Tim-3 Mutation Might Play in the Pathophysiology of Acute Myeloid Leukemia

Abstract

Genetic polymorphisms and expression of T-cell immunoglobulin mucin-3 (Tim-3) were associated with susceptibility and prognosis in some tumors, but the relationship between Tim-3 mutation and acute myeloid leukemia (AML) was rarely reported. This study explored the effects of Tim-3 mutations on AML. Four hundred and ninety-one de novo newly diagnosed AML patients were enrolled in this exploratory study. A genomic panel of 167 gene targets were detected by next-generation sequencing (NGS).

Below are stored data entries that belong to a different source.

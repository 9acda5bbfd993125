mod cli;
mod config;
mod input;
mod logging;
mod model;
mod pipeline;
mod report;
mod runner;

use anyhow::{Context, Result};
use clap::Parser;

use crate::cli::{Cli, Commands, PostProcessArgs, PrepareCommandsArgs};
use crate::input::IdentifierMap;
use crate::pipeline::stage1_inputs::{prepare_input, prepare_inputs};
use crate::pipeline::stage2_commands::{
    CaseDirectory, CommandBatchParams, InvocationTarget, prepare_commands,
};
use crate::pipeline::stage4_standardize::create_standardized_results;
use crate::runner::Phen2GeneRunner;

fn main() -> Result<()> {
    logging::init_logging();
    let cli = Cli::parse();

    match cli.command {
        Commands::PrepareInput(args) => {
            let path = prepare_input(&args.phenopacket_path, &args.output_dir).with_context(|| {
                format!("failed to prepare input for {}", args.phenopacket_path.display())
            })?;
            tracing::info!(input = %path.display(), "phen2gene input written");
        }
        Commands::PrepareInputs(args) => {
            prepare_inputs(&args.phenopacket_dir, &args.output_dir).with_context(|| {
                format!("failed to prepare inputs from {}", args.phenopacket_dir.display())
            })?;
        }
        Commands::PrepareCommands(args) => {
            let params = command_batch_params(args)?;
            prepare_commands(&params).context("failed to write phen2gene batch file")?;
        }
        Commands::PostProcess(args) => post_process(&args)?,
        Commands::Run(args) => {
            let runner = Phen2GeneRunner::new(
                args.input_dir,
                args.testdata_dir,
                args.tmp_dir,
                args.output_dir,
            )
            .context("failed to initialise runner")?;
            runner
                .execute(args.phase)
                .with_context(|| format!("runner phase {:?} failed", args.phase))?;
        }
    }

    Ok(())
}

fn command_batch_params(args: PrepareCommandsArgs) -> Result<CommandBatchParams> {
    let target = InvocationTarget::from_environment(args.environment, args.phen2gene_py.as_deref())?;
    let cases = CaseDirectory::from_options(args.phenopacket_dir, args.input_dir)?;
    let results_dir = args
        .results_dir
        .unwrap_or_else(|| args.output_dir.clone());
    Ok(CommandBatchParams {
        target,
        file_prefix: args.file_prefix,
        output_dir: args.output_dir,
        results_dir,
        cases,
    })
}

fn post_process(args: &PostProcessArgs) -> Result<()> {
    let identifier_map = IdentifierMap::load_hgnc(&args.hgnc_data, args.identifier)
        .with_context(|| format!("failed to load HGNC table {}", args.hgnc_data.display()))?;
    create_standardized_results(
        &args.results_dir,
        &args.output_dir,
        args.sort_order,
        &identifier_map,
    )
    .with_context(|| {
        format!(
            "failed to standardize results in {}",
            args.results_dir.display()
        )
    })?;
    Ok(())
}

#[cfg(test)]
#[path = "../tests/src_inline/main_inline.rs"]
mod tests;
use tracing_subscriber::EnvFilter;

/// Installs the stderr subscriber; `RUST_LOG` overrides the default `info` level.
pub fn init_logging() {
    let filter = EnvFilter::try_from_default_env().unwrap_or_else(|_| EnvFilter::new("info"));
    let _ = tracing_subscriber::fmt()
        .with_env_filter(filter)
        .with_writer(std::io::stderr)
        .with_target(false)
        .try_init();
}
pub mod files;
pub mod hgnc;
pub mod phenopacket;
pub mod raw_result;

pub use files::{list_files, open_maybe_gz};
pub use hgnc::IdentifierMap;

#[derive(Debug, thiserror::Error)]
pub enum InputError {
    #[error("IO error: {0}")]
    Io(#[from] std::io::Error),
    #[error("missing input: {0}")]
    MissingInput(String),
    #[error("invalid input: {0}")]
    InvalidInput(String),
    #[error("parse error: {0}")]
    Parse(String),
    #[error("malformed result file {path}: {reason}")]
    Malformed { path: String, reason: String },
}

/// Splits a header line into trimmed column names.
pub(crate) fn header_columns(line: &str) -> Vec<String> {
    line.trim_end_matches(['\r', '\n'])
        .split('\t')
        .map(|s| s.trim().to_string())
        .collect()
}

pub(crate) fn column_index(columns: &[String], name: &str) -> Option<usize> {
    columns.iter().position(|c| c == name)
}

#[cfg(test)]
#[path = "../../tests/src_inline/input/tests.rs"]
mod tests;
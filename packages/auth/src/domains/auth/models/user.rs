use chrono::{DateTime, Utc};
use serde::{Deserialize, Serialize};

/// Identity of an authenticated phone user.
///
/// Serialized camelCase so the calling layer can persist it and restore a
/// session across restarts.
#[derive(Debug, Clone, PartialEq, Eq, Serialize, Deserialize)]
#[serde(rename_all = "camelCase")]
pub struct UserRecord {
    pub uid: String,
    pub phone_number: String,
    pub display_name: String,
    pub created_at: DateTime<Utc>,
}

impl UserRecord {
    pub fn new(
        uid: impl Into<String>,
        phone_number: impl Into<String>,
        display_name: impl Into<String>,
    ) -> Self {
        Self {
            uid: uid.into(),
            phone_number: phone_number.into(),
            display_name: display_name.into(),
            created_at: Utc::now(),
        }
    }
}
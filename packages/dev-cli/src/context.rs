//! Application context with shared state and utilities

use std::sync::{Arc, OnceLock};

use anyhow::Result;
use console::style;
use dialoguer::{theme::ColorfulTheme, Confirm};

use auth_core::kernel::{create_auth_provider, BaseAuthProvider};
use auth_core::AuthConfig;

/// Application context passed to all commands
pub struct AppContext {
    pub quiet: bool,
    pub config: AuthConfig,
    /// Built on first use and shared for the rest of the process
    provider: OnceLock<Arc<dyn BaseAuthProvider>>,
}

impl AppContext {
    pub fn new(quiet: bool) -> Result<Self> {
        let config = AuthConfig::from_env()?;
        Ok(Self {
            quiet,
            config,
            provider: OnceLock::new(),
        })
    }

    /// The auth provider for this process. Only login needs it, so commands
    /// that merely inspect config work without Twilio credentials.
    pub fn provider(&self) -> Result<Arc<dyn BaseAuthProvider>> {
        if let Some(provider) = self.provider.get() {
            return Ok(provider.clone());
        }
        let provider = create_auth_provider(&self.config)?;
        Ok(self.provider.get_or_init(|| provider).clone())
    }

    pub fn theme(&self) -> ColorfulTheme {
        ColorfulTheme::default()
    }

    pub fn confirm(&self, prompt: &str, default: bool) -> Result<bool> {
        if self.quiet {
            return Ok(default);
        }
        Ok(Confirm::with_theme(&self.theme())
            .with_prompt(prompt)
            .default(default)
            .interact()?)
    }

    pub fn print_header(&self, msg: &str) {
        if !self.quiet {
            println!();
            println!("{}", style(msg).bold());
        }
    }

    pub fn print_success(&self, msg: &str) {
        if !self.quiet {
            println!("{}", style(msg).green());
        }
    }

    pub fn print_warning(&self, msg: &str) {
        if !self.quiet {
            println!("{}", style(msg).yellow());
        }
    }

    pub fn print_info(&self, msg: &str) {
        if !self.quiet {
            println!("{}", style(msg).cyan());
        }
    }
}

#[cfg(test)]
mod tests {
    use super::*;

    fn dummy_context() -> AppContext {
        AppContext {
            quiet: true,
            config: AuthConfig {
                use_dummy_auth: true,
                twilio: None,
                preferences_path: None,
            },
            provider: OnceLock::new(),
        }
    }

    #[tokio::test]
    async fn test_provider_is_shared_across_logins() {
        let ctx = dummy_context();

        let first = ctx.provider().unwrap();
        let challenge = first.issue_challenge("9876543210").await.unwrap();
        let user = first
            .verify_challenge(&challenge.verification_id, "123456")
            .await
            .unwrap();
        first.sign_out().await.unwrap();

        let second = ctx.provider().unwrap();
        assert!(Arc::ptr_eq(&first, &second));
        let challenge = second.issue_challenge("9876543210").await.unwrap();
        let again = second
            .verify_challenge(&challenge.verification_id, "123456")
            .await
            .unwrap();
        assert_eq!(again.uid, user.uid);
    }

    #[test]
    fn test_real_provider_without_credentials_fails() {
        let mut ctx = dummy_context();
        ctx.config.use_dummy_auth = false;
        assert!(ctx.provider().is_err());
    }
}
// Adapters from concrete infrastructure clients to kernel traits

use std::sync::Arc;

use anyhow::Result;
use async_trait::async_trait;
use twilio::{TwilioError, TwilioService};

use super::traits::{BaseTwilioService, OtpCheck};

// =============================================================================
// TwilioService Adapter (implements BaseTwilioService trait)
// =============================================================================

/// Wrapper around TwilioService that implements BaseTwilioService trait
pub struct TwilioAdapter(pub Arc<TwilioService>);

impl TwilioAdapter {
    pub fn new(service: Arc<TwilioService>) -> Self {
        Self(service)
    }
}

#[async_trait]
impl BaseTwilioService for TwilioAdapter {
    async fn send_otp(&self, phone_number: &str) -> Result<String> {
        let response = self.0.send_otp(phone_number).await?;
        Ok(response.sid)
    }

    async fn verify_otp(&self, phone_number: &str, code: &str) -> Result<OtpCheck> {
        check_outcome(self.0.verify_otp(phone_number, code).await)
    }
}

fn check_outcome(result: Result<bool, TwilioError>) -> Result<OtpCheck> {
    match result {
        Ok(true) => Ok(OtpCheck::Approved),
        Ok(false) => Ok(OtpCheck::Rejected),
        Err(TwilioError::VerificationNotFound) => Ok(OtpCheck::Expired),
        Err(e) => Err(e.into()),
    }
}

#[cfg(test)]
mod tests {
    use super::*;

    #[test]
    fn test_missing_verification_is_expired() {
        let check = check_outcome(Err(TwilioError::VerificationNotFound)).unwrap();
        assert_eq!(check, OtpCheck::Expired);
    }

    #[test]
    fn test_answered_checks() {
        assert_eq!(check_outcome(Ok(true)).unwrap(), OtpCheck::Approved);
        assert_eq!(check_outcome(Ok(false)).unwrap(), OtpCheck::Rejected);
    }

    #[test]
    fn test_api_error_propagates() {
        let err = check_outcome(Err(TwilioError::Api {
            status: twilio::HttpStatus::INTERNAL_SERVER_ERROR,
            body: "boom".to_string(),
        }));
        assert!(err.is_err());
    }
}
//! Minimal Twilio Verify client for phone OTP delivery and checking.

use std::collections::HashMap;

pub mod models;

use reqwest::{header, Client, StatusCode};
use thiserror::Error;
use tracing::{debug, error};

use crate::models::{OTPResponse, OTPVerifyResponse};

pub use reqwest::StatusCode as HttpStatus;

const VERIFY_BASE_URL: &str = "https://verify.twilio.com/v2";

#[derive(Debug, Error)]
pub enum TwilioError {
    #[error("request to Twilio failed: {0}")]
    Transport(#[from] reqwest::Error),

    #[error("Twilio returned {status}: {body}")]
    Api { status: StatusCode, body: String },

    /// The verification expired, was already approved, or ran out of attempts.
    #[error("verification not found or expired")]
    VerificationNotFound,
}

#[derive(Debug, Clone)]
pub struct TwilioOptions {
    pub account_sid: String,
    pub auth_token: String,
    pub service_id: String,
}

#[derive(Debug, Clone)]
pub struct TwilioService {
    options: TwilioOptions,
    client: Client,
    base_url: String,
}

impl TwilioService {
    pub fn new(options: TwilioOptions) -> Self {
        Self {
            options,
            client: Client::new(),
            base_url: VERIFY_BASE_URL.to_string(),
        }
    }

    /// Point the client at a different Verify host (local stubs, proxies).
    pub fn with_base_url(mut self, base_url: impl Into<String>) -> Self {
        self.base_url = base_url.into();
        self
    }

    fn service_url(&self, resource: &str) -> String {
        format!(
            "{base}/Services/{serv_id}/{resource}",
            base = self.base_url.trim_end_matches('/'),
            serv_id = self.options.service_id,
        )
    }

    /// Start a verification. The returned SID identifies the attempt.
    pub async fn send_otp(&self, recipient: &str) -> Result<OTPResponse, TwilioError> {
        let mut form_body: HashMap<&str, &str> = HashMap::new();
        form_body.insert("To", recipient);
        form_body.insert("Channel", channel_for(recipient));

        let response = self
            .client
            .post(self.service_url("Verifications"))
            .basic_auth(&self.options.account_sid, Some(&self.options.auth_token))
            .header(header::CONTENT_TYPE, "application/x-www-form-urlencoded")
            .form(&form_body)
            .send()
            .await?;

        let status = response.status();
        if !status.is_success() {
            let body = response.text().await.unwrap_or_default();
            error!(%status, %body, "Twilio rejected verification request");
            return Err(TwilioError::Api { status, body });
        }

        let data = response.json::<OTPResponse>().await?;
        debug!(sid = %data.sid, status = %data.status, "verification started");
        Ok(data)
    }

    /// Check a code. `Ok(false)` means Twilio answered but did not approve it;
    /// a verification that no longer exists is `VerificationNotFound`.
    pub async fn verify_otp(&self, recipient: &str, code: &str) -> Result<bool, TwilioError> {
        let mut form_body: HashMap<&str, &str> = HashMap::new();
        form_body.insert("To", recipient);
        form_body.insert("Code", code);

        let response = self
            .client
            .post(self.service_url("VerificationCheck"))
            .basic_auth(&self.options.account_sid, Some(&self.options.auth_token))
            .header(header::CONTENT_TYPE, "application/x-www-form-urlencoded")
            .form(&form_body)
            .send()
            .await?;

        let status = response.status();
        // Twilio answers 404 once a verification has expired or been consumed.
        if status == StatusCode::NOT_FOUND {
            debug!(%recipient, "verification check found no pending verification");
            return Err(TwilioError::VerificationNotFound);
        }
        if !status.is_success() {
            let body = response.text().await.unwrap_or_default();
            error!(%status, %body, "Twilio rejected verification check");
            return Err(TwilioError::Api { status, body });
        }

        let data = response.json::<OTPVerifyResponse>().await?;
        Ok(data.is_approved())
    }
}

/// Twilio Verify picks the delivery channel from the recipient shape.
fn channel_for(recipient: &str) -> &'static str {
    if recipient.contains('@') {
        "email"
    } else {
        "sms"
    }
}
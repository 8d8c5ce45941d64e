// TestDependencies - mock implementations for testing
//
// Provides mock services that can be injected into providers for tests.

use anyhow::{anyhow, Result};
use async_trait::async_trait;
use std::sync::atomic::{AtomicU64, Ordering};
use std::sync::{Arc, Mutex};

use super::{BaseTwilioService, OtpCheck};

// =============================================================================
// Mock Twilio Service
// =============================================================================

/// Twilio stand-in that approves one configured code.
pub struct MockTwilioService {
    sid: String,
    /// Some(counter) when every send gets a fresh SID
    unique_sids: Option<AtomicU64>,
    approved_code: String,
    expired: bool,
    fail: bool,
    sent_to: Arc<Mutex<Vec<String>>>,
    verified: Arc<Mutex<Vec<(String, String)>>>,
}

impl MockTwilioService {
    pub fn new() -> Self {
        Self {
            sid: "VE00000000000000000000000000000000".to_string(),
            unique_sids: None,
            approved_code: "123456".to_string(),
            expired: false,
            fail: false,
            sent_to: Arc::new(Mutex::new(Vec::new())),
            verified: Arc::new(Mutex::new(Vec::new())),
        }
    }

    /// Verification SID returned by `send_otp`
    pub fn with_sid(mut self, sid: &str) -> Self {
        self.sid = sid.to_string();
        self
    }

    /// Hand out VE0, VE1, ... like real Twilio, one SID per send
    pub fn with_unique_sids(mut self) -> Self {
        self.unique_sids = Some(AtomicU64::new(0));
        self
    }

    /// Answer every check as if the verification had expired
    pub fn with_expired(mut self) -> Self {
        self.expired = true;
        self
    }

    pub fn with_approved_code(mut self, code: &str) -> Self {
        self.approved_code = code.to_string();
        self
    }

    /// Make every call fail as if Twilio were unreachable
    pub fn failing(mut self) -> Self {
        self.fail = true;
        self
    }

    /// Phone numbers OTPs were sent to
    pub fn sent_to(&self) -> Vec<String> {
        self.sent_to.lock().unwrap().clone()
    }

    /// (phone, code) pairs that were checked
    pub fn verified(&self) -> Vec<(String, String)> {
        self.verified.lock().unwrap().clone()
    }
}

impl Default for MockTwilioService {
    fn default() -> Self {
        Self::new()
    }
}

#[async_trait]
impl BaseTwilioService for MockTwilioService {
    async fn send_otp(&self, phone_number: &str) -> Result<String> {
        if self.fail {
            return Err(anyhow!("Twilio unreachable"));
        }
        self.sent_to.lock().unwrap().push(phone_number.to_string());
        match &self.unique_sids {
            Some(counter) => Ok(format!("VE{}", counter.fetch_add(1, Ordering::Relaxed))),
            None => Ok(self.sid.clone()),
        }
    }

    async fn verify_otp(&self, phone_number: &str, code: &str) -> Result<OtpCheck> {
        if self.fail {
            return Err(anyhow!("Twilio unreachable"));
        }
        self.verified
            .lock()
            .unwrap()
            .push((phone_number.to_string(), code.to_string()));
        if self.expired {
            Ok(OtpCheck::Expired)
        } else if code == self.approved_code {
            Ok(OtpCheck::Approved)
        } else {
            Ok(OtpCheck::Rejected)
        }
    }
}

A matched-pair analysis was designed for prognosis based on 1:2 ratio. 26 patients carried Tim-3 mutations, including 20 Tim-3 p.Y82C and other 6 mutations of p.E273K, p.E182N190del, p.Ter302E, p.A28V, p.R184W, p.G54fs. The median number of somatic mutations apart from Tim-3 was 6 and 7 in Tim-3 + and Tim-3 - groups (P=0.543), respectively. Tim-3 expression was lower, and white blood cell (WBC) at diagnose was higher (P=0.045) in Tim-3 + than Tim-3 - groups. The 2-year cumulative incidence of relapse was 50.8% and 28.7% (P=0.043), overall survival (OS) was 42.6% and 68.5% (P=0.048), and event-free survival (EFS) was 26.8% and 49.6% (P=0.028) in both groups, respectively. Multivariate analysis showed that WBC at diagnose was the risk factor (P=0.004, 0.011 and 0.000, respectively) while transplantation was the protective factor (P=0.015，0.000 and 0.000) for relapse, OS and EFS, and Tim-3 mutation was the risk factor for relapse (P=0.006) in the normal karyotype patients. In vitro, AML cell lines with Tim-3 p.Y82C overexpression revealed lower Tim-3 expression and apoptotic rate as well as lower sensitivity to cytarabine. The bioinformatic analysis also indicated Tim-3 low expression was associated with lower survival in AML patients (P=0.0009). Our findings provide new viewpoint that Tim-3 mutation results in Tim-3 lower expression and is a poor prognostic factor in AML. DisclosuresNo relevant conflicts of interest to declare.